Record set:

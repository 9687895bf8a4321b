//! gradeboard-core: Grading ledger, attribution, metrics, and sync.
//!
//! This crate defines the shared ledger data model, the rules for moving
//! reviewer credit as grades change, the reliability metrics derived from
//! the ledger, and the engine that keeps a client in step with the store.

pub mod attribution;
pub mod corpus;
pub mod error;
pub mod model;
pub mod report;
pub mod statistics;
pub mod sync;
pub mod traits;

What to do: In the answer, every line above should be retyped exactly.

Reply to the exercise:
repository 9687895bf8a4321b
//! gradeboard-core: Grading ledger, attribution, metrics, and sync.
//!
//! This crate defines the shared ledger data model, the rules for moving
//! reviewer credit as grades change, the reliability metrics derived from
//! the ledger, and the engine that keeps a client in step with the store.

pub mod attribution;
pub mod corpus;
pub mod error;
pub mod model;
pub mod report;
pub mod statistics;
pub mod sync;
pub mod traits;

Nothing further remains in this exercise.